The world of L.A. Confidential is one that could almost come out of a Raymond Chandler novel, something Humphrey Bogart would definitely recognize. It’s one of bright lights and barely covered sin, where the glitz and glamor of Hollywood both feeds on and fuels the hungry city of dope fiends, gangsters, prostitutes and pimps. Everybody has an angle, and everyone answers to someone. This, in its own way, is a form of nostalgia, paying homage to the iconography of classic noir.

But right from the get-go, instead of keeping the nostalgia goggles on, director Hanson tears them right off your face- “because they’re selling an image, selling it through movies and television.” The film grounds itself firmly in reality, as opposed to trying to mimic the genre’s clichés. Mickey Cohen and Johnny Stompanato were real gangsters, and Lana Turner really dated Johnny Stompanato. Hush-Hush magazine is based on Confidential, and Badge of Honor on Dragnet. Even the “Bloody Christmas” police riot shown really happened, where a large number of drunk LAPD cops beat to a pulp six unarmed Hispanic prisoners already confined to holding cells. There is no sugar-coating here- the dark racist, corrupt, and murderous heart of L.A. pulses a drumbeat of realism that’s almost unbearable to watch, yet impossible to turn away from. (As police captain Dudley Smith puts it, “this the city of the angels, and you haven’t got any wings.”)
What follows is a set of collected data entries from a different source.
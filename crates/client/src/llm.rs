//! Generation adapter for the LLM API server.

use crate::{ClientConfig, HttpTransport};
use async_stream::try_stream;
use futures_core::Stream;
use futures_util::StreamExt;
use lcore::{
    CallbackManager, Error, Generate, GenerateRequest, GenerateResponse, Params, Result, events,
    fragments, relay,
};
use reqwest::Client;
use serde_json::{Map, Value};

const GENERATE: &str = "generate";
const STREAM: &str = "agenerate";
const LLM_TYPE: &str = "llm-api";

/// Text generation against a remote LLM API server.
///
/// ```no_run
/// use llmapi_client::{ClientConfig, Generate, LlmApi, Params};
///
/// # async fn run() -> llmapi_client::Result<()> {
/// let config = ClientConfig::new("http://localhost:8000");
/// let llm = LlmApi::from_config(config)?;
/// let params = Params::new().with("n_predict", 300)?.with("temp", 0.2)?;
/// let text = llm.generate("This is a prompt.", &params).await?;
/// # Ok(())
/// # }
/// ```
#[derive(Clone, Debug)]
pub struct LlmApi {
    transport: HttpTransport,
    config: ClientConfig,
    callbacks: CallbackManager,
}

impl LlmApi {
    /// Create an adapter on top of a caller-owned client.
    pub fn new(client: Client, config: ClientConfig) -> Result<Self> {
        config.validate()?;
        Ok(Self {
            transport: HttpTransport::new(client, &config.host_name),
            config,
            callbacks: CallbackManager::new(),
        })
    }

    /// Create an adapter with a client built from the config's timeouts.
    pub fn from_config(config: ClientConfig) -> Result<Self> {
        let client = config.build_client()?;
        Self::new(client, config)
    }

    /// Attach the sinks that receive tokens in streaming mode.
    pub fn with_callbacks(mut self, callbacks: CallbackManager) -> Self {
        self.callbacks = callbacks;
        self
    }

    /// The attached sinks.
    pub fn callbacks(&self) -> &CallbackManager {
        &self.callbacks
    }

    /// The adapter's configuration.
    pub fn config(&self) -> &ClientConfig {
        &self.config
    }

    /// Generate with the orchestrator's `(prompt, stop)` call shape.
    pub async fn generate_with_stop(&self, prompt: &str, stop: &[String]) -> Result<String> {
        let params = Params::new().with("stop", stop.to_vec())?;
        self.generate(prompt, &params).await
    }

    /// Stream raw fragments from `/agenerate` without touching the sinks.
    ///
    /// Ends after the sentinel event or a clean end of the body.
    pub fn stream(
        &self,
        prompt: &str,
        params: &Params,
    ) -> impl Stream<Item = Result<String>> + Send {
        let this = self.clone();
        let prompt = prompt.to_owned();
        let params = params.clone();
        try_stream! {
            let params = this.request_params(&params)?;
            let body = GenerateRequest { prompt: &prompt, params: &params };
            let response = this.transport.post_sse(STREAM, &body).await?;
            let mut stream = std::pin::pin!(fragments(events(response.bytes_stream())));
            while let Some(fragment) = stream.next().await {
                yield fragment?;
            }
        }
    }

    /// Blocking [`Generate::generate`] for synchronous callers.
    ///
    /// Runs the call on a fresh current-thread runtime. Fails with
    /// [`Error::Config`] when called from within a tokio runtime; async
    /// callers use [`Generate::generate`] instead.
    pub fn generate_blocking(&self, prompt: &str, params: &Params) -> Result<String> {
        if tokio::runtime::Handle::try_current().is_ok() {
            return Err(Error::Config(
                "generate_blocking called from within an async runtime".into(),
            ));
        }
        let runtime = tokio::runtime::Builder::new_current_thread()
            .enable_all()
            .build()
            .map_err(|e| Error::Connection(format!("failed to start runtime: {e}")))?;
        runtime.block_on(self.generate(prompt, params))
    }

    /// Parameters that identify this model: the host plus the model params.
    pub fn identifying_params(&self) -> Result<Map<String, Value>> {
        let mut map = Map::new();
        map.insert(
            "host_name".to_owned(),
            Value::String(self.config.host_name.clone()),
        );
        for (key, value) in self.config.params.iter() {
            map.insert(key.to_owned(), serde_json::to_value(value)?);
        }
        Ok(map)
    }

    /// Model type name reported to the orchestrator.
    pub fn llm_type(&self) -> &'static str {
        LLM_TYPE
    }

    /// Configured params overlaid with the call's, always carrying `stop`.
    fn request_params(&self, params: &Params) -> Result<Params> {
        let mut merged = self.config.params.merged(params);
        if !merged.contains("stop") {
            merged.insert("stop", Vec::<String>::new())?;
        }
        Ok(merged)
    }

    async fn complete(&self, prompt: &str, params: &Params) -> Result<String> {
        let body = GenerateRequest { prompt, params };
        let response = self.transport.post_json(GENERATE, &body).await?;
        let response: GenerateResponse = HttpTransport::decode(response).await?;
        Ok(response.content)
    }

    async fn complete_streaming(&self, prompt: &str, params: &Params) -> Result<String> {
        let body = GenerateRequest { prompt, params };
        let response = self.transport.post_sse(STREAM, &body).await?;
        relay(
            response.bytes_stream(),
            &self.callbacks,
            self.config.streaming,
            self.config.verbose,
        )
        .await
    }
}

impl Generate for LlmApi {
    async fn generate(&self, prompt: &str, params: &Params) -> Result<String> {
        let params = self.request_params(params)?;
        if self.config.streaming {
            tracing::debug!("streaming generation to {} sinks", self.callbacks.len());
            self.complete_streaming(prompt, &params).await
        } else {
            self.complete(prompt, &params).await
        }
    }
}
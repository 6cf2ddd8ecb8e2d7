use chrono::Utc;
use sea_orm::{
    ActiveModelTrait, ColumnTrait, Condition, DatabaseConnection, EntityTrait, JoinType, NotSet,
    QueryFilter, QuerySelect, RelationTrait, Set, TransactionTrait,
};

use crate::errors::InternalError;
use crate::types::db::{case, follow, rely, scenario};

/// Scenarios, their cases, and the directed "depends on" edges between
/// scenarios. Rely edges mirror follow edges: existence-checked inserts,
/// idempotent removes, composite primary key as the concurrency backstop.
pub struct ScenarioStore {
    db: DatabaseConnection,
}

impl ScenarioStore {
    pub fn new(db: DatabaseConnection) -> Self {
        Self { db }
    }

    pub async fn create_scenario(
        &self,
        name: &str,
        content: Option<String>,
        remark: Option<String>,
        editor_id: i32,
    ) -> Result<scenario::Model, InternalError> {
        let taken = self.find_by_name(name).await?;
        if taken.is_some() {
            return Err(InternalError::Uniqueness { entity: "scenarios" });
        }

        scenario::ActiveModel {
            id: NotSet,
            name: Set(name.to_string()),
            content: Set(content),
            remark: Set(remark),
            created_at: Set(Utc::now().timestamp()),
            editor_id: Set(editor_id),
        }
        .insert(&self.db)
        .await
        .map_err(|e| InternalError::from_insert("scenarios", "create_scenario", e))
    }

    pub async fn find_by_id(&self, id: i32) -> Result<Option<scenario::Model>, InternalError> {
        scenario::Entity::find_by_id(id)
            .one(&self.db)
            .await
            .map_err(|e| InternalError::db("find_scenario_by_id", e))
    }

    pub async fn find_by_name(&self, name: &str) -> Result<Option<scenario::Model>, InternalError> {
        scenario::Entity::find()
            .filter(scenario::Column::Name.eq(name))
            .one(&self.db)
            .await
            .map_err(|e| InternalError::db("find_scenario_by_name", e))
    }

    /// Delete a scenario and everything hanging off it, atomically: rely
    /// edges in both directions, follow edges, owned cases, then the row
    /// itself. The migration's cascading foreign keys are the schema-level
    /// backstop for the same policy.
    pub async fn delete_scenario(&self, id: i32) -> Result<(), InternalError> {
        let txn = self
            .db
            .begin()
            .await
            .map_err(|e| InternalError::db("delete_scenario", e))?;

        rely::Entity::delete_many()
            .filter(
                Condition::any()
                    .add(rely::Column::RelierId.eq(id))
                    .add(rely::Column::ReliedId.eq(id)),
            )
            .exec(&txn)
            .await
            .map_err(|e| InternalError::db("delete_scenario", e))?;

        follow::Entity::delete_many()
            .filter(follow::Column::ScenarioId.eq(id))
            .exec(&txn)
            .await
            .map_err(|e| InternalError::db("delete_scenario", e))?;

        case::Entity::delete_many()
            .filter(case::Column::ScenarioId.eq(id))
            .exec(&txn)
            .await
            .map_err(|e| InternalError::db("delete_scenario", e))?;

        scenario::Entity::delete_by_id(id)
            .exec(&txn)
            .await
            .map_err(|e| InternalError::db("delete_scenario", e))?;

        txn.commit()
            .await
            .map_err(|e| InternalError::db("delete_scenario", e))?;
        tracing::info!(scenario_id = id, "deleted scenario and its dependents");
        Ok(())
    }

    // ---- cases --------------------------------------------------------

    pub async fn create_case(
        &self,
        scenario_id: i32,
        content: Option<String>,
        remark: Option<String>,
        editor_id: i32,
    ) -> Result<case::Model, InternalError> {
        case::ActiveModel {
            id: NotSet,
            content: Set(content),
            remark: Set(remark),
            created_at: Set(Utc::now().timestamp()),
            scenario_id: Set(scenario_id),
            editor_id: Set(editor_id),
        }
        .insert(&self.db)
        .await
        .map_err(|e| InternalError::db("create_case", e))
    }

    /// Deleting an already-deleted case is a no-op.
    pub async fn delete_case(&self, case_id: i32) -> Result<(), InternalError> {
        case::Entity::delete_by_id(case_id)
            .exec(&self.db)
            .await
            .map_err(|e| InternalError::db("delete_case", e))?;
        Ok(())
    }

    pub async fn cases_of(&self, scenario_id: i32) -> Result<Vec<case::Model>, InternalError> {
        case::Entity::find()
            .filter(case::Column::ScenarioId.eq(scenario_id))
            .all(&self.db)
            .await
            .map_err(|e| InternalError::db("cases_of", e))
    }

    // ---- rely edges ----------------------------------------------------

    /// Record that `relier_id` depends on `relied_id`. Re-adding an
    /// existing edge is a silent no-op. Self-loops are rejected as no-ops:
    /// a scenario depending on itself carries no information. Longer
    /// cycles are permitted.
    pub async fn rely(&self, relier_id: i32, relied_id: i32) -> Result<(), InternalError> {
        if relier_id == relied_id {
            tracing::debug!(scenario_id = relier_id, "ignoring self-dependency");
            return Ok(());
        }
        if self.is_relying(relier_id, relied_id).await? {
            return Ok(());
        }

        let insert = rely::ActiveModel {
            relier_id: Set(relier_id),
            relied_id: Set(relied_id),
            created_at: Set(Utc::now().timestamp()),
        }
        .insert(&self.db)
        .await;

        match insert {
            Ok(_) => Ok(()),
            Err(e) if e.to_string().contains("UNIQUE") => Ok(()),
            Err(e) => Err(InternalError::db("rely", e)),
        }
    }

    /// Remove the dependency if present; removing a non-existent edge is a
    /// silent no-op.
    pub async fn unrely(&self, relier_id: i32, relied_id: i32) -> Result<(), InternalError> {
        rely::Entity::delete_many()
            .filter(rely::Column::RelierId.eq(relier_id))
            .filter(rely::Column::ReliedId.eq(relied_id))
            .exec(&self.db)
            .await
            .map_err(|e| InternalError::db("unrely", e))?;
        Ok(())
    }

    /// Does `relier_id` depend on `relied_id`?
    pub async fn is_relying(&self, relier_id: i32, relied_id: i32) -> Result<bool, InternalError> {
        let edge = rely::Entity::find_by_id((relier_id, relied_id))
            .one(&self.db)
            .await
            .map_err(|e| InternalError::db("is_relying", e))?;
        Ok(edge.is_some())
    }

    /// Inverse direction: is `scenario_id` depended upon by `by_id`?
    pub async fn is_relied_by(&self, scenario_id: i32, by_id: i32) -> Result<bool, InternalError> {
        self.is_relying(by_id, scenario_id).await
    }

    /// Scenarios this one depends on (outgoing edges).
    pub async fn relied_scenarios(&self, id: i32) -> Result<Vec<scenario::Model>, InternalError> {
        scenario::Entity::find()
            .join_rev(JoinType::InnerJoin, rely::Relation::Relied.def())
            .filter(rely::Column::RelierId.eq(id))
            .all(&self.db)
            .await
            .map_err(|e| InternalError::db("relied_scenarios", e))
    }

    /// Scenarios that depend on this one (incoming edges).
    pub async fn relier_scenarios(&self, id: i32) -> Result<Vec<scenario::Model>, InternalError> {
        scenario::Entity::find()
            .join_rev(JoinType::InnerJoin, rely::Relation::Relier.def())
            .filter(rely::Column::ReliedId.eq(id))
            .all(&self.db)
            .await
            .map_err(|e| InternalError::db("relier_scenarios", e))
    }
}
Kim Basinger’s Lynn Bracken

In keeping with this realism, while the plot is as convoluted (if not more so) as any film noir, it remains largely cliché-free. There are no femme fatales, no gunsels, nor even an identifiable bad guy (until quite late into the film). In fact, uniquely for a film noir, Kim Basinger’s Lynn Bracken is probably the most moral of the lot, a point underlined by the nunnish outfit she wears in her first appearance. Instead of private eyes in trench coats and stilted tough-guy dialogue, modern police procedural is the order of the day, punctuated by occasional bursts of extreme violence, usually performed with ferocious physicality by Russell Crowe’s Bud White. And the fact that it’s all done in such gorgeous 50s décor does double duty: it deromanticizes the period, bringing it down to Earth, while simultaneously adding a sort of protective balm to the film, helping soothe its most horrific moments for the audience.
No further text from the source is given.